## PROBLEM
Scan the data beneath this task and copy each line that includes "schemas".

(INPUT FOR THIS TASK Opens)

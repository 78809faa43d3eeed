//! Polystore CLI Module
//! Command-line interface for compiling schemas, filters and updates

use clap::{Parser, Subcommand};
use std::path::PathBuf;

use super::schema::BackendKind;

pub mod formatter;

#[derive(Parser, Debug)]
#[command(name = "polystore")]
#[command(author = "Polystore Team")]
#[command(version)]
#[command(about = "Compile canonical schemas and queries to SQL, search and document backends", long_about = None)]
pub struct Cli {
    /// Project directory (defaults to current directory)
    #[arg(short, long, global = true)]
    pub project: Option<PathBuf>,

    /// Output format (json for scripting)
    #[arg(short, long, global = true, default_value = "text")]
    pub format: OutputFormat,

    #[command(subcommand)]
    pub command: Commands,
}

#[derive(Debug, Clone, Copy, PartialEq, Eq, clap::ValueEnum)]
pub enum OutputFormat {
    Text,
    Json,
}

#[derive(Subcommand, Debug)]
pub enum Commands {
    /// Initialize a new Polystore project
    Init {
        /// Project name
        #[arg(short, long)]
        name: String,
    },

    /// Show compiled models for a backend
    Models {
        /// Target backend (sql, search, document)
        #[arg(short, long, value_parser = parse_backend)]
        backend: BackendKind,

        /// Only this schema
        #[arg(short, long)]
        schema: Option<String>,
    },

    /// Compile a filter
    Filter {
        /// Schema to query
        #[arg(short, long)]
        schema: String,

        /// Target backend (sql, search, document)
        #[arg(short, long, value_parser = parse_backend)]
        backend: BackendKind,

        /// Generic query as JSON
        #[arg(short, long)]
        query: Option<String>,

        /// Native fragment ANDed with the query
        #[arg(short, long)]
        native: Option<String>,
    },

    /// Compile an update
    Update {
        /// Schema to update
        #[arg(short, long)]
        schema: String,

        /// Target backend (sql, search, document)
        #[arg(short, long, value_parser = parse_backend)]
        backend: BackendKind,

        /// Generic query selecting the records
        #[arg(short, long)]
        query: Option<String>,

        /// Native fragment ANDed with the query
        #[arg(short, long)]
        native: Option<String>,

        /// Update document as JSON
        #[arg(long)]
        set: String,
    },
}

fn parse_backend(value: &str) -> Result<BackendKind, String> {
    BackendKind::from_str(value).ok_or_else(|| format!("unknown backend '{}' (expected sql, search or document)", value))
}

impl Cli {
    pub fn get_project_dir(&self) -> PathBuf {
        self.project
            .clone()
            .unwrap_or_else(|| std::env::current_dir().unwrap_or_else(|_| PathBuf::from(".")))
    }
}

#[cfg(test)]
mod tests {
    use super::*;

    #[test]
    fn test_parse_filter_command() {
        let cli = Cli::try_parse_from([
            "polystore",
            "--format",
            "json",
            "filter",
            "--schema",
            "Library",
            "--backend",
            "mongo",
            "--query",
            r#"{"name": "Hairora"}"#,
        ])
        .unwrap();

        assert_eq!(cli.format, OutputFormat::Json);
        match cli.command {
            Commands::Filter { schema, backend, query, native } => {
                assert_eq!(schema, "Library");
                assert_eq!(backend, BackendKind::Document);
                assert_eq!(query.as_deref(), Some(r#"{"name": "Hairora"}"#));
                assert!(native.is_none());
            }
            other => panic!("unexpected command {:?}", other),
        }
    }

    #[test]
    fn test_rejects_unknown_backend() {
        assert!(Cli::try_parse_from(["polystore", "models", "--backend", "graph"]).is_err());
    }

    #[test]
    fn test_update_requires_set() {
        assert!(Cli::try_parse_from(["polystore", "update", "-s", "Library", "-b", "sql"]).is_err());
    }
}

(INPUT FOR THIS TASK Closes)

## WRITTEN REPLY
//! Command-line interface for compiling schemas, filters and updates
#[command(about = "Compile canonical schemas and queries to SQL, search and document backends", long_about = None)]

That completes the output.